WHAT TO PRODUCE:
Go to the line holding "answered with a" in the entries below and write out exactly every line down to and including the line holding "let stats = stream_into(response, &mut".

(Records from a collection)
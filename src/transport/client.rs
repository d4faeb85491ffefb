//! Portal HTTP client.
//!
//! Redirects are followed here rather than by reqwest so that an
//! authentication challenge on any hop can be answered and the hop retried.

use std::path::Path;
use std::sync::Arc;
use std::time::{Duration, Instant};

use async_trait::async_trait;
use futures_util::StreamExt;
use reqwest::cookie::Jar;
use reqwest::header::LOCATION;
use reqwest::{Client, Response, StatusCode, redirect};
use tempfile::NamedTempFile;
use tokio::fs::File;
use tokio::io::{AsyncWrite, AsyncWriteExt, BufWriter};
use tokio::sync::OnceCell;
use tracing::{debug, info, instrument, warn};
use url::Url;

use super::Portal;
use super::constants::{
    CONNECT_TIMEOUT_SECS, PAGE_SIZE_LIMIT, PROGRESS_INTERVAL_BYTES, READ_TIMEOUT_SECS,
};
use super::credentials::{CredentialProvider, Credentials};
use super::error::TransportError;
use crate::user_agent;

/// Byte count and elapsed time of a transfer.
///
/// Progress sinks receive cumulative values; a finished transfer returns the
/// totals.
#[derive(Debug, Clone, Copy, PartialEq, Eq, Default)]
pub struct TransferStats {
    /// Bytes written to the sink.
    pub bytes: u64,
    /// Time since the response body started streaming.
    pub elapsed: Duration,
}

impl TransferStats {
    /// Elapsed time in whole milliseconds.
    #[must_use]
    pub fn elapsed_millis(&self) -> u64 {
        u64::try_from(self.elapsed.as_millis()).unwrap_or(u64::MAX)
    }

    /// Average throughput in KiB/s (bytes per millisecond, like the summary line).
    #[must_use]
    pub fn kib_per_sec(&self) -> u64 {
        self.bytes / self.elapsed_millis().max(1)
    }

    /// Whole MiB transferred.
    #[must_use]
    pub fn mebibytes(&self) -> u64 {
        self.bytes / 1024 / 1024
    }
}

/// Authenticated session against the portal.
///
/// Create once per run and reuse: the cookie jar and credentials live here.
pub struct PortalClient {
    client: Client,
    base_url: String,
    provider: Box<dyn CredentialProvider>,
    credentials: OnceCell<Credentials>,
    page_size_limit: u64,
}

impl std::fmt::Debug for PortalClient {
    fn fmt(&self, f: &mut std::fmt::Formatter<'_>) -> std::fmt::Result {
        f.debug_struct("PortalClient")
            .field("base_url", &self.base_url)
            .field("authenticated", &self.credentials.initialized())
            .field("page_size_limit", &self.page_size_limit)
            .finish_non_exhaustive()
    }
}

impl PortalClient {
    /// Creates a session with the default timeouts (30s connect, 60s read).
    ///
    /// # Errors
    ///
    /// Returns [`TransportError::Network`] if the HTTP client cannot be built.
    pub fn new(
        base_url: impl Into<String>,
        provider: Box<dyn CredentialProvider>,
    ) -> Result<Self, TransportError> {
        Self::with_timeouts(base_url, provider, CONNECT_TIMEOUT_SECS, READ_TIMEOUT_SECS)
    }

    /// Creates a session with explicit timeout values.
    ///
    /// # Errors
    ///
    /// Returns [`TransportError::Network`] if the HTTP client cannot be built.
    #[instrument(level = "debug", skip(base_url, provider))]
    pub fn with_timeouts(
        base_url: impl Into<String>,
        provider: Box<dyn CredentialProvider>,
        connect_timeout_secs: u64,
        read_timeout_secs: u64,
    ) -> Result<Self, TransportError> {
        let base_url = base_url.into().trim_end_matches('/').to_string();
        let client = Client::builder()
            .connect_timeout(Duration::from_secs(connect_timeout_secs))
            .read_timeout(Duration::from_secs(read_timeout_secs))
            .redirect(redirect::Policy::none())
            .cookie_provider(Arc::new(Jar::default()))
            .gzip(true)
            .user_agent(user_agent::default_user_agent())
            .build()
            .map_err(|e| TransportError::network(base_url.clone(), e))?;

        Ok(Self {
            client,
            base_url,
            provider,
            credentials: OnceCell::new(),
            page_size_limit: PAGE_SIZE_LIMIT,
        })
    }

    /// Overrides the page size cap used by [`Portal::fetch_text`].
    #[must_use]
    pub fn with_page_size_limit(mut self, limit: u64) -> Self {
        self.page_size_limit = limit;
        self
    }

    /// Returns true once credentials were obtained for this session.
    #[must_use]
    pub fn is_authenticated(&self) -> bool {
        self.credentials.initialized()
    }

    /// Fetches `url` as text, reading at most `size_limit` body bytes.
    ///
    /// The body is buffered through a transient file that is removed before
    /// returning; a failed removal is only logged.
    ///
    /// # Errors
    ///
    /// Returns [`TransportError`] on network failure, timeout, error status or
    /// when the buffer file cannot be used.
    #[instrument(skip(self), fields(url = %url))]
    pub async fn fetch_text_limited(
        &self,
        url: &str,
        size_limit: u64,
    ) -> Result<String, TransportError> {
        let response = self.open(url).await?;

        let buffer =
            NamedTempFile::new().map_err(|e| TransportError::io(std::env::temp_dir(), e))?;
        let buffer_path = buffer.path().to_path_buf();
        let handle = buffer
            .as_file()
            .try_clone()
            .map_err(|e| TransportError::io(&buffer_path, e))?;
        let mut file = File::from_std(handle);

        let stats = stream_into(
            response,
            &mut file,
            url,
            &buffer_path,
            Some(size_limit),
            &mut |_| {},
        )
        .await?;
        drop(file);

        let body = tokio::fs::read(&buffer_path)
            .await
            .map_err(|e| TransportError::io(&buffer_path, e))?;
        if let Err(error) = buffer.close() {
            warn!(
                path = %buffer_path.display(),
                error = %error,
                "could not remove page buffer file"
            );
        }

        debug!(bytes = stats.bytes, "page fetched");
        Ok(String::from_utf8_lossy(&body).into_owned())
    }

    /// Streams `url` into `destination`, stopping after `byte_limit` bytes if given.
    ///
    /// The destination file is only created once the portal answered with a
    /// success status.
    ///
    /// # Errors
    ///
    /// Returns [`TransportError`] on network failure, timeout, error status or
    /// when the destination cannot be written.
    #[instrument(skip(self, progress), fields(url = %url, path = %destination.display()))]
    pub async fn stream_to_file(
        &self,
        url: &str,
        destination: &Path,
        byte_limit: Option<u64>,
        progress: &mut (dyn FnMut(TransferStats) + Send),
    ) -> Result<TransferStats, TransportError> {
        let response = self.open(url).await?;
        let mut file = File::create(destination)
            .await
            .map_err(|e| TransportError::io(destination, e))?;

        let stats = stream_into(response, &mut file, url, destination, byte_limit, progress).await?;
        info!(bytes = stats.bytes, elapsed_ms = stats.elapsed_millis(), "transfer complete");
        Ok(stats)
    }

    /// Issues a GET and follows redirects until a non-redirect response.
    async fn open(&self, url: &str) -> Result<Response, TransportError> {
        let mut current = Url::parse(url).map_err(|_| TransportError::invalid_url(url))?;

        loop {
            let response = self.send_answering_challenge(&current).await?;
            let status = response.status();

            if status.is_redirection()
                && let Some(location) = response
                    .headers()
                    .get(LOCATION)
                    .and_then(|value| value.to_str().ok())
            {
                let next = current
                    .join(location)
                    .map_err(|_| TransportError::invalid_url(location))?;
                debug!(from = %current, to = %next, status = status.as_u16(), "following redirect");
                current = next;
                continue;
            }

            if !status.is_success() {
                return Err(TransportError::http_status(current.as_str(), status.as_u16()));
            }

            return Ok(response);
        }
    }

    /// Sends one request; on a 401 challenge obtains credentials (once per
    /// session) and retries the same request with them.
    async fn send_answering_challenge(&self, url: &Url) -> Result<Response, TransportError> {
        let response = self.send(url, None).await?;
        if response.status() != StatusCode::UNAUTHORIZED {
            return Ok(response);
        }

        let first_challenge = !self.credentials.initialized();
        let credentials = self
            .credentials
            .get_or_try_init(|| async { self.provider.credentials() })
            .await?;
        if first_challenge {
            info!(username = %credentials.username(), "authenticating with portal");
        }

        let retried = self.send(url, Some(credentials)).await?;
        if retried.status() == StatusCode::UNAUTHORIZED {
            return Err(TransportError::auth_rejected(url.as_str()));
        }
        Ok(retried)
    }

    async fn send(
        &self,
        url: &Url,
        credentials: Option<&Credentials>,
    ) -> Result<Response, TransportError> {
        let mut request = self.client.get(url.clone());
        if let Some(credentials) = credentials {
            request = request.basic_auth(credentials.username(), Some(credentials.password()));
        }
        request
            .send()
            .await
            .map_err(|e| TransportError::network(url.as_str(), e))
    }
}

#[async_trait]
impl Portal for PortalClient {
    fn base_url(&self) -> &str {
        &self.base_url
    }

    async fn fetch_text(&self, url: &str) -> Result<String, TransportError> {
        self.fetch_text_limited(url, self.page_size_limit).await
    }

    async fn download(
        &self,
        url: &str,
        destination: &Path,
        progress: &mut (dyn FnMut(TransferStats) + Send),
    ) -> Result<TransferStats, TransportError> {
        self.stream_to_file(url, destination, None, progress).await
    }
}

/// Streams a response body into `sink`, reporting progress every MiB.
async fn stream_into<W>(
    response: Response,
    sink: &mut W,
    url: &str,
    sink_path: &Path,
    byte_limit: Option<u64>,
    progress: &mut (dyn FnMut(TransferStats) + Send),
) -> Result<TransferStats, TransportError>
where
    W: AsyncWrite + Unpin,
{
    let started = Instant::now();
    let mut writer = BufWriter::new(sink);
    let mut stream = response.bytes_stream();
    let mut bytes: u64 = 0;
    let mut next_report = PROGRESS_INTERVAL_BYTES;

    while let Some(chunk_result) = stream.next().await {
        let chunk = chunk_result.map_err(|e| TransportError::network(url, e))?;

        let take = match byte_limit {
            Some(limit) => usize::try_from(limit.saturating_sub(bytes))
                .unwrap_or(usize::MAX)
                .min(chunk.len()),
            None => chunk.len(),
        };
        writer
            .write_all(&chunk[..take])
            .await
            .map_err(|e| TransportError::io(sink_path, e))?;
        bytes += take as u64;

        if bytes >= next_report {
            progress(TransferStats {
                bytes,
                elapsed: started.elapsed(),
            });
            next_report = (bytes / PROGRESS_INTERVAL_BYTES + 1) * PROGRESS_INTERVAL_BYTES;
        }

        if byte_limit.is_some_and(|limit| bytes >= limit) {
            debug!(bytes, "byte limit reached, stopping transfer");
            break;
        }
    }

    writer
        .flush()
        .await
        .map_err(|e| TransportError::io(sink_path, e))?;

    Ok(TransferStats {
        bytes,
        elapsed: started.elapsed(),
    })
}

SOLUTION BELOW:
    /// The destination file is only created once the portal answered with a
    /// success status.
    ///
    /// # Errors
    ///
    /// Returns [`TransportError`] on network failure, timeout, error status or
    /// when the destination cannot be written.
    #[instrument(skip(self, progress), fields(url = %url, path = %destination.display()))]
    pub async fn stream_to_file(
        &self,
        url: &str,
        destination: &Path,
        byte_limit: Option<u64>,
        progress: &mut (dyn FnMut(TransferStats) + Send),
    ) -> Result<TransferStats, TransportError> {
        let response = self.open(url).await?;
        let mut file = File::create(destination)
            .await
            .map_err(|e| TransportError::io(destination, e))?;

        let stats = stream_into(response, &mut file, url, destination, byte_limit, progress).await?;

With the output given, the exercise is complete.